**TASK PROMPT:**
Report each line of the records below that uses the word "NewRule".

Stored items from a collection:

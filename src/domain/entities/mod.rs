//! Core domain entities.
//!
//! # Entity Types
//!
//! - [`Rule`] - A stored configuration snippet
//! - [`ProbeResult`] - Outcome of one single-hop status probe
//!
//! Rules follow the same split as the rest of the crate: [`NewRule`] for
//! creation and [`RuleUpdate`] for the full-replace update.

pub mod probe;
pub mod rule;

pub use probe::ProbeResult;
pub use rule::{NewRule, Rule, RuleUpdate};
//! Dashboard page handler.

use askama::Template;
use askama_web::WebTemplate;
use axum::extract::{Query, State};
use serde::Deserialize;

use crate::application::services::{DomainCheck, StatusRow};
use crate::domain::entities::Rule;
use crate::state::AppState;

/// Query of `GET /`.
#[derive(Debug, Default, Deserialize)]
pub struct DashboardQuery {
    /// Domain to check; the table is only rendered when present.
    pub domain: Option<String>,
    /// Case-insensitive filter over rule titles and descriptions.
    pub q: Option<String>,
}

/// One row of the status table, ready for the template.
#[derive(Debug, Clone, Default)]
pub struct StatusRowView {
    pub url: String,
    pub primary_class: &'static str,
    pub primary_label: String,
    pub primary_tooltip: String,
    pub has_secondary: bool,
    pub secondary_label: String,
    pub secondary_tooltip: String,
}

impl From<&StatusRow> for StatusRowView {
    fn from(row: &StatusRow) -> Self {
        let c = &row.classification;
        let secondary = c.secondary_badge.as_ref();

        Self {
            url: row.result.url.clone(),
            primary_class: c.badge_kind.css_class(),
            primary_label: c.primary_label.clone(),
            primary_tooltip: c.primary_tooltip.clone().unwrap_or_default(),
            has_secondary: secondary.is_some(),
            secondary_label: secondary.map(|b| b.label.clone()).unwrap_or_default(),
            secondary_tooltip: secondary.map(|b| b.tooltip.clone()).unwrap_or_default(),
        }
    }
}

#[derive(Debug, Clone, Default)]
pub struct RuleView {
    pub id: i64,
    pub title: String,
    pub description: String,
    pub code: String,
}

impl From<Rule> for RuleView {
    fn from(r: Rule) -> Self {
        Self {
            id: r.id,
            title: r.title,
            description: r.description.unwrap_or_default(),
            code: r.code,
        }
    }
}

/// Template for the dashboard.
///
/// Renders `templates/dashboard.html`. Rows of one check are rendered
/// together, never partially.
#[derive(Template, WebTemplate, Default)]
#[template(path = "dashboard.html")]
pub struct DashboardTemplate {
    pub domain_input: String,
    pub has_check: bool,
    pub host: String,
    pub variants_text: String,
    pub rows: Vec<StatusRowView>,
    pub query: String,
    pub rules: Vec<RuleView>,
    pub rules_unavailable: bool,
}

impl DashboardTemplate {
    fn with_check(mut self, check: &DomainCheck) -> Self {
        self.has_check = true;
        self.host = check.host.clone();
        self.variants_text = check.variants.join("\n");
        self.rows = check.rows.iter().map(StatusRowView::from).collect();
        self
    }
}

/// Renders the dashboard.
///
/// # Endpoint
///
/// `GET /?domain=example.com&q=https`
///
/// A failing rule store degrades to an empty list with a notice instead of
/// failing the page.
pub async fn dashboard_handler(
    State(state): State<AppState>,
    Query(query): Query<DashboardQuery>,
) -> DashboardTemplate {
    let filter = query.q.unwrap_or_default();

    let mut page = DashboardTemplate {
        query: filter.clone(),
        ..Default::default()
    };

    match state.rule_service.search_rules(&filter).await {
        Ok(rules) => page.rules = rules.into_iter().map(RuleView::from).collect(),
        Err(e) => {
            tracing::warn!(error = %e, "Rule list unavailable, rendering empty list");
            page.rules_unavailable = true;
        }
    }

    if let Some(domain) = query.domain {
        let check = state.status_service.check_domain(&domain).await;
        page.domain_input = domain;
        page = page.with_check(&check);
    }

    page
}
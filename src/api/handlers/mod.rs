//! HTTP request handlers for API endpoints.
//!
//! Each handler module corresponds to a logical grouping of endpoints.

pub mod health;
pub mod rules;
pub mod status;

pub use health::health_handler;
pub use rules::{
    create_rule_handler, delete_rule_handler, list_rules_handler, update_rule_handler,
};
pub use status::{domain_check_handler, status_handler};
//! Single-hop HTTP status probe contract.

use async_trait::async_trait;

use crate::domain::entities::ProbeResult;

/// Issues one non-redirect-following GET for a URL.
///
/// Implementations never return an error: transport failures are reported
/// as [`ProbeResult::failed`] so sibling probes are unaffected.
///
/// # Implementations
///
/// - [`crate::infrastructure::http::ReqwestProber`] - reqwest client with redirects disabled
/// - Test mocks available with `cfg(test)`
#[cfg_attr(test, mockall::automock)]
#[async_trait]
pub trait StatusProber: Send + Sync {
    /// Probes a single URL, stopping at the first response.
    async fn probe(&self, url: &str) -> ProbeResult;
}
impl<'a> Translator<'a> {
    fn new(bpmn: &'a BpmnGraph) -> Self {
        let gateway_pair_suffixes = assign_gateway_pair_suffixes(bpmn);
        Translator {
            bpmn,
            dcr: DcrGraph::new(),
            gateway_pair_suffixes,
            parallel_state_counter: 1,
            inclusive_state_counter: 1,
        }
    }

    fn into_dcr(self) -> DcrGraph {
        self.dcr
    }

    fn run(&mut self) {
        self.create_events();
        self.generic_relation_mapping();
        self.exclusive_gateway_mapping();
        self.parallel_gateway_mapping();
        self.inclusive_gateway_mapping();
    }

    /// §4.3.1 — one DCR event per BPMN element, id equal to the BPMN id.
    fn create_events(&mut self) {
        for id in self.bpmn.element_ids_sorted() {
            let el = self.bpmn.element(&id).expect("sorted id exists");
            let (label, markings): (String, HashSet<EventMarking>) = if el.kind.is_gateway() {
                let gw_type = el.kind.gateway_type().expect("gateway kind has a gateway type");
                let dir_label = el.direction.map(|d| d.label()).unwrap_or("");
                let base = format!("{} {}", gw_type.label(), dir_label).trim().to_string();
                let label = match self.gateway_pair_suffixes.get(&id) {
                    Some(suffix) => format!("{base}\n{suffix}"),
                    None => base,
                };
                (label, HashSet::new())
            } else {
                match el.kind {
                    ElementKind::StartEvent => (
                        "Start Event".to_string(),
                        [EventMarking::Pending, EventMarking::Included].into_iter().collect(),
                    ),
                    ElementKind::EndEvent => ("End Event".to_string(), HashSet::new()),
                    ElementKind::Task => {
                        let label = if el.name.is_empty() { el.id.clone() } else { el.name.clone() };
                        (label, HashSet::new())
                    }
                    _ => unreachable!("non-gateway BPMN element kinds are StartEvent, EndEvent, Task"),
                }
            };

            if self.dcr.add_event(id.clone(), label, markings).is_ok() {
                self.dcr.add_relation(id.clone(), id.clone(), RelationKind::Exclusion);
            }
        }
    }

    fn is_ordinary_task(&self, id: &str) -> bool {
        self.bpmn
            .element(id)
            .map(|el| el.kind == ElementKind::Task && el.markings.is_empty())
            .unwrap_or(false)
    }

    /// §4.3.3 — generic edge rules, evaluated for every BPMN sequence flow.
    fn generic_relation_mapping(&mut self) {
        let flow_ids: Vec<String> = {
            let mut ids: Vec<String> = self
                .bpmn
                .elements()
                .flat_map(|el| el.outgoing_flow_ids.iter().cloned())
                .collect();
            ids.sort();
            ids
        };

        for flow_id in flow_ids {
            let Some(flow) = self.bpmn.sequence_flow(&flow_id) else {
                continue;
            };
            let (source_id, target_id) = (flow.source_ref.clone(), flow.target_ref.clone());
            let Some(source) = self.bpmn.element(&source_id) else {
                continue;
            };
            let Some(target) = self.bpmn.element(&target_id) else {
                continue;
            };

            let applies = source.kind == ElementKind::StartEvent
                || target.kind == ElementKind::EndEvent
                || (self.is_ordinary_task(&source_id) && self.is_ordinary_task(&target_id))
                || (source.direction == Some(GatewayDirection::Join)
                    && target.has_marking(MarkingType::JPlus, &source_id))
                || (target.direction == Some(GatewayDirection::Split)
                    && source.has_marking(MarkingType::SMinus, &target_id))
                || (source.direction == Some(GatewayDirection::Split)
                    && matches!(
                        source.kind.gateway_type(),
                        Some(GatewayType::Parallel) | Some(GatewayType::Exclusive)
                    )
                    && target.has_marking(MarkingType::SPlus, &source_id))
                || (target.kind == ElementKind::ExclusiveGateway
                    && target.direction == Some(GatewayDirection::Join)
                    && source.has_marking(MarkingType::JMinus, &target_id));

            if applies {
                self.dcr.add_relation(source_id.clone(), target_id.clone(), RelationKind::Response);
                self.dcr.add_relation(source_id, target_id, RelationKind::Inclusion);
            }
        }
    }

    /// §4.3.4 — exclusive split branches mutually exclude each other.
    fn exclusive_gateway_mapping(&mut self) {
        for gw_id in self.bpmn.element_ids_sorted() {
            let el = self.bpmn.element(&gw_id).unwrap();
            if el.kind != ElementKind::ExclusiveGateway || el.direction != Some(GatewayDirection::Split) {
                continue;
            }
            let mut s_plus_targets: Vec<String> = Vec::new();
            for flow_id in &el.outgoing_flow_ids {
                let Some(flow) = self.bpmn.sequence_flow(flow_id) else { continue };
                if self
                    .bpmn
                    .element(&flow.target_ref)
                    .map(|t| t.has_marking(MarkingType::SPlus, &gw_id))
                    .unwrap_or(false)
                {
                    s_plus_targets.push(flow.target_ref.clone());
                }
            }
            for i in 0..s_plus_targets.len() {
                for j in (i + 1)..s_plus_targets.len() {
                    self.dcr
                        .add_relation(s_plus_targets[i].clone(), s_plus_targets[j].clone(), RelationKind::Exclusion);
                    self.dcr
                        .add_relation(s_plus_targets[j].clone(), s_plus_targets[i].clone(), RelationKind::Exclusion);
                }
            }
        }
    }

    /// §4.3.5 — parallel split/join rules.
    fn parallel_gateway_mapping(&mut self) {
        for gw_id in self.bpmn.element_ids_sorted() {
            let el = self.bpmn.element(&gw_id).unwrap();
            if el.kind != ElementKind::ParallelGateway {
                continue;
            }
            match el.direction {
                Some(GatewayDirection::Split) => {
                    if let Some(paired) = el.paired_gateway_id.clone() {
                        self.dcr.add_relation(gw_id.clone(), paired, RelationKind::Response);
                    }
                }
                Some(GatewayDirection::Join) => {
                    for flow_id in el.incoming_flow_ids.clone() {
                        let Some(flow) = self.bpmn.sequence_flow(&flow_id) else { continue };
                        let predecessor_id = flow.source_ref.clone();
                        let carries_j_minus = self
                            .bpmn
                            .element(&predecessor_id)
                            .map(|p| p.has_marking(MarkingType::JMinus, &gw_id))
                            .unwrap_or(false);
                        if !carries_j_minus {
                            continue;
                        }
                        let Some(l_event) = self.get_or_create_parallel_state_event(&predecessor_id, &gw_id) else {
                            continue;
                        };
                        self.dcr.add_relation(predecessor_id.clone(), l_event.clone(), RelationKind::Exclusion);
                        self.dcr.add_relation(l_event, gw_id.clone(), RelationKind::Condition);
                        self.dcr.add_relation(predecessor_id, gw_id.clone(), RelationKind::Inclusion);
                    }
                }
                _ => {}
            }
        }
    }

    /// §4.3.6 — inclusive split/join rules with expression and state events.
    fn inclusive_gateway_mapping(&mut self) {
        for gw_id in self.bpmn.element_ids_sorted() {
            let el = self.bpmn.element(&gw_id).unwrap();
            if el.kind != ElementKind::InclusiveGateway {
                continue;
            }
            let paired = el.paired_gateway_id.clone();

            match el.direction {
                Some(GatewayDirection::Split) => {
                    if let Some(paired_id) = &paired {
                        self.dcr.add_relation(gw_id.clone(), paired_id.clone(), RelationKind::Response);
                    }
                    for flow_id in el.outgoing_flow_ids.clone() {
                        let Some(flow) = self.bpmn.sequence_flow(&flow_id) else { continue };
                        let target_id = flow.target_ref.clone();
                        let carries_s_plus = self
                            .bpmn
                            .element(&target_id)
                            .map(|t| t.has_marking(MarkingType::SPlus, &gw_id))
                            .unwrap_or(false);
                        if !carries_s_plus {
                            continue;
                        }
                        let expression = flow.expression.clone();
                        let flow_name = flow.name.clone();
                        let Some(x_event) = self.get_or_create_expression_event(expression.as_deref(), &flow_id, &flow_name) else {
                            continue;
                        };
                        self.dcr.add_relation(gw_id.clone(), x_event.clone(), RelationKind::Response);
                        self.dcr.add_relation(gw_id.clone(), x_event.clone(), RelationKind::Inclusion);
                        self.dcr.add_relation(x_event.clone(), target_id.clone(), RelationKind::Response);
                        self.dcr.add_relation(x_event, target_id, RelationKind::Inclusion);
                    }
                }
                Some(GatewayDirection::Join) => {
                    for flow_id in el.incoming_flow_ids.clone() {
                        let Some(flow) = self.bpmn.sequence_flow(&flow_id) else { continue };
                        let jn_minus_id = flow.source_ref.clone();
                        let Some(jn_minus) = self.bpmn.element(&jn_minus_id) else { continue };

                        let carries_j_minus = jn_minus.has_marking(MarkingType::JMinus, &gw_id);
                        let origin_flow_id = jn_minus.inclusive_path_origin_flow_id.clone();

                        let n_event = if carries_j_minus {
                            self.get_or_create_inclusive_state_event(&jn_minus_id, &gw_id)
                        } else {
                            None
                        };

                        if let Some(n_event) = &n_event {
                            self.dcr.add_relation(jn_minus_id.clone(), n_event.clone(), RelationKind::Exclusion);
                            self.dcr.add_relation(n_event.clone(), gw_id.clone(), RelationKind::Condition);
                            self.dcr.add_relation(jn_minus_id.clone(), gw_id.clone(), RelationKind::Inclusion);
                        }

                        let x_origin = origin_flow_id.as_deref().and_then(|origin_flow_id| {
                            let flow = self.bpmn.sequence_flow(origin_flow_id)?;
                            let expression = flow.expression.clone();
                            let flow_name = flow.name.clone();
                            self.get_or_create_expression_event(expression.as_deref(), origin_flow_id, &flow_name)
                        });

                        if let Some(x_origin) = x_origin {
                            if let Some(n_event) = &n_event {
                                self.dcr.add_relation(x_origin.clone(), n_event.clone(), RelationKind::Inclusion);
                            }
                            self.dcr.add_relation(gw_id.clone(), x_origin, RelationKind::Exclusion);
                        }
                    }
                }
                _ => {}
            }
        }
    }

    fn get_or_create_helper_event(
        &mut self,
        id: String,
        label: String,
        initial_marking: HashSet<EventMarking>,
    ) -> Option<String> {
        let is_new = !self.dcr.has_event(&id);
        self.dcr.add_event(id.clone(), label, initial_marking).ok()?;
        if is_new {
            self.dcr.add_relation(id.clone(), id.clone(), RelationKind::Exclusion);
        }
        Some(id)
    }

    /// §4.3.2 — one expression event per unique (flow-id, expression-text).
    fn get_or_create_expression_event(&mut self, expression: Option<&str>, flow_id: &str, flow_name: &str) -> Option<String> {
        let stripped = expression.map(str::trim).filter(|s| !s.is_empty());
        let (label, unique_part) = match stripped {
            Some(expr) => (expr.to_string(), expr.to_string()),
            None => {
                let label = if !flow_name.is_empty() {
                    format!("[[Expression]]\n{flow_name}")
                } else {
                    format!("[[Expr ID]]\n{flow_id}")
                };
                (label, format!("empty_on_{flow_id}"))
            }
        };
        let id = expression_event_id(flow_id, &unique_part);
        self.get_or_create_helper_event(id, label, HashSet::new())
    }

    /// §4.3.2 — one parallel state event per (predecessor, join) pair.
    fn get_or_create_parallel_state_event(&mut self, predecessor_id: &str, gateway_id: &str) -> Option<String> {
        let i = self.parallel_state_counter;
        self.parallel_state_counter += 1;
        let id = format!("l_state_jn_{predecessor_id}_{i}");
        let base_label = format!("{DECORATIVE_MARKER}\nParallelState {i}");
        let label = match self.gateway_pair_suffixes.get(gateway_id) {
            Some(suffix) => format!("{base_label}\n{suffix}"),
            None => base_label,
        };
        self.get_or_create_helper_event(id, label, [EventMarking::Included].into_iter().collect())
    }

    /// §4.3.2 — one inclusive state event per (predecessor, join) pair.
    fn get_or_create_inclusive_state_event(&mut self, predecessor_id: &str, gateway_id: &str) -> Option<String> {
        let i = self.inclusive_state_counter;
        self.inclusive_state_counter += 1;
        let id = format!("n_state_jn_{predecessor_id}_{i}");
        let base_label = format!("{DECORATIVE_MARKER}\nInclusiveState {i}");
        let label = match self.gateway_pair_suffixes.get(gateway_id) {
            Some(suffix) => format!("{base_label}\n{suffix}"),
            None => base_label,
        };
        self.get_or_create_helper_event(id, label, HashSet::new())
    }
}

**RESPONSE:**
//! Rules follow the same split as the rest of the crate: [`NewRule`] for
pub use rule::{NewRule, Rule, RuleUpdate};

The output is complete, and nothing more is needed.